Problem description ▸ Below is a listing. Set down exactly the lines from the one containing "filename src/net/transport.rs" through the one containing "#[cfg(test)]", both ends included, and leave out the rest.

Given data ▸
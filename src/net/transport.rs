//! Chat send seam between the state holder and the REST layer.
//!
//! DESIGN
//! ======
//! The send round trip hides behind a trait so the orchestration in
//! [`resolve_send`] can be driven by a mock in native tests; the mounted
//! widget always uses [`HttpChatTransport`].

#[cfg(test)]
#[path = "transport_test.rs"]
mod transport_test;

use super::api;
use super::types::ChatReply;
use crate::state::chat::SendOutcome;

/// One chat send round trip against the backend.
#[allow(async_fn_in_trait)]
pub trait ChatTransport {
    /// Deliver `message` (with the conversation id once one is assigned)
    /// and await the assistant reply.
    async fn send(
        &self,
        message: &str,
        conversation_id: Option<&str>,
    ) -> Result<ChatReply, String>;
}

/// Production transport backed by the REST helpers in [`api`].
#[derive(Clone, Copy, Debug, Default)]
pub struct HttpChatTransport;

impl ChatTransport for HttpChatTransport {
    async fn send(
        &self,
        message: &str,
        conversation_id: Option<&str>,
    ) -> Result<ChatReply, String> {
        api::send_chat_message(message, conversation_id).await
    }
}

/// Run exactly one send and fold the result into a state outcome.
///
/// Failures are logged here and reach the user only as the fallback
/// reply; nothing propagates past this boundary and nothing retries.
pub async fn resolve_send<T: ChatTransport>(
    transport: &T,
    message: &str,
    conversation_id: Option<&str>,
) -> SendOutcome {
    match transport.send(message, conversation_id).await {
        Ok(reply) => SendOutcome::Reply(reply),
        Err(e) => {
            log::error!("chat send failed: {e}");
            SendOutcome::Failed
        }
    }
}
==
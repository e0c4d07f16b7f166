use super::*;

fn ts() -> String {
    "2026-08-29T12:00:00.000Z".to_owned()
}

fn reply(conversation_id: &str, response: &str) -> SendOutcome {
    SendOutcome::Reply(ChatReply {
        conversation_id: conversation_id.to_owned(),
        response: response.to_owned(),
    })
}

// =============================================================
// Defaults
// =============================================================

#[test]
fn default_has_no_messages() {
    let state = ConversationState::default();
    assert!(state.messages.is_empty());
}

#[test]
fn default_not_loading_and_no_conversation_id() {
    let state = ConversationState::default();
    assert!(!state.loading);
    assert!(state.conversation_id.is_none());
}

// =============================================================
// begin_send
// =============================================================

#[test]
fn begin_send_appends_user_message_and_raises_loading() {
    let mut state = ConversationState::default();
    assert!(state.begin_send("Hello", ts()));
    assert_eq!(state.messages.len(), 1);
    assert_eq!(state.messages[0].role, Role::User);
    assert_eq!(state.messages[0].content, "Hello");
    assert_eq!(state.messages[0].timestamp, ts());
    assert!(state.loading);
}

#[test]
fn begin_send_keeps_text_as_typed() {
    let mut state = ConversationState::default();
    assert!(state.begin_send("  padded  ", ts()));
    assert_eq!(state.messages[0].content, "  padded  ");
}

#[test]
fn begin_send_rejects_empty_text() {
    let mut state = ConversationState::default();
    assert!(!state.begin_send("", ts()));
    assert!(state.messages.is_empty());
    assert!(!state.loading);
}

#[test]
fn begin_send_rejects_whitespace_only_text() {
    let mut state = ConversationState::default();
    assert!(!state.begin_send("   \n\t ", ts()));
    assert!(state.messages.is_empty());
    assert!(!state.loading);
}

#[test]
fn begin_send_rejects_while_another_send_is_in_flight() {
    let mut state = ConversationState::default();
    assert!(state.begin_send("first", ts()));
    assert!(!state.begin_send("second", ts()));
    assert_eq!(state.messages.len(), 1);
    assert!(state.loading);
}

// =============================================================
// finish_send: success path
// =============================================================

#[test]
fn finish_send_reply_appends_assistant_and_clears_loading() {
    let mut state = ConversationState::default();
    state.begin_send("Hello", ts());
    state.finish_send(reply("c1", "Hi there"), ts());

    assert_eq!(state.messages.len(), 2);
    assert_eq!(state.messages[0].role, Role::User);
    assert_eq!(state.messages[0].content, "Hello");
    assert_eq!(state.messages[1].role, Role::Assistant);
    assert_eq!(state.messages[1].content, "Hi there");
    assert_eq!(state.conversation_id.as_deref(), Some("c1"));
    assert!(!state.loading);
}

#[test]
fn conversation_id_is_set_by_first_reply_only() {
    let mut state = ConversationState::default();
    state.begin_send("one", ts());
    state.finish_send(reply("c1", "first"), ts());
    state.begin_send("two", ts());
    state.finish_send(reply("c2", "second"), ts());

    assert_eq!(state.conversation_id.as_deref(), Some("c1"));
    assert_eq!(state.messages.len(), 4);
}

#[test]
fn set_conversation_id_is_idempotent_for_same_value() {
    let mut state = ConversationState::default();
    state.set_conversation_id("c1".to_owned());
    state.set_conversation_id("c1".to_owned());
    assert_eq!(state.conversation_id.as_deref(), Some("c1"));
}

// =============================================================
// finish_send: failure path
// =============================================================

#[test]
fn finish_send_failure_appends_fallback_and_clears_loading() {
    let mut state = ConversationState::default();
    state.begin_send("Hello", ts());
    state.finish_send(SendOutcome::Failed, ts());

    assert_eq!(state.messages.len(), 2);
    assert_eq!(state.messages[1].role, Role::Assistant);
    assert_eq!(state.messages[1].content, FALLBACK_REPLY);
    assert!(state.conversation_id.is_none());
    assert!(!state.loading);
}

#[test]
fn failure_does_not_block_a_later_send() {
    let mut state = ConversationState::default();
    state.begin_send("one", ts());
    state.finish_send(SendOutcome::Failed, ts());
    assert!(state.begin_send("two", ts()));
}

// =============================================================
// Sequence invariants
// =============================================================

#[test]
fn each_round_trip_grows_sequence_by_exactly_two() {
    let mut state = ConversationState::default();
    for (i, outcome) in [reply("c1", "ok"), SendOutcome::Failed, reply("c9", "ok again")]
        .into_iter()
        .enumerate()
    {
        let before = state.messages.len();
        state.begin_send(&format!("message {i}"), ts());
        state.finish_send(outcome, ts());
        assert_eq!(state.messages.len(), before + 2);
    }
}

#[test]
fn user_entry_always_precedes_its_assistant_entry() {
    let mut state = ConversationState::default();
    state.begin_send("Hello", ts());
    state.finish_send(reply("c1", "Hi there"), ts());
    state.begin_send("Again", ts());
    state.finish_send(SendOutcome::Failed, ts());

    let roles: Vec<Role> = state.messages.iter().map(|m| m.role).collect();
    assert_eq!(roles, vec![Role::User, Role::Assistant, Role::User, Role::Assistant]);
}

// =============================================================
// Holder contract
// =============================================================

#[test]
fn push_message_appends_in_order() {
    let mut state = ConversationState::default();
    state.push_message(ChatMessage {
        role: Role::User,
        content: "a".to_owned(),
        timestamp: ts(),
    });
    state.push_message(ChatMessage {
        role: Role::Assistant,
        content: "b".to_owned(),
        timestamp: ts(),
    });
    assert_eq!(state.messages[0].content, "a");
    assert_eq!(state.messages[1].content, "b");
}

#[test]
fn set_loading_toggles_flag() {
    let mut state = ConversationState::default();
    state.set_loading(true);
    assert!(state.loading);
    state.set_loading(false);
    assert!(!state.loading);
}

Completed task ▸
filename src/net/transport.rs
//! Chat send seam between the state holder and the REST layer.
//!
//! DESIGN
//! ======
//! The send round trip hides behind a trait so the orchestration in
//! [`resolve_send`] can be driven by a mock in native tests; the mounted
//! widget always uses [`HttpChatTransport`].

#[cfg(test)]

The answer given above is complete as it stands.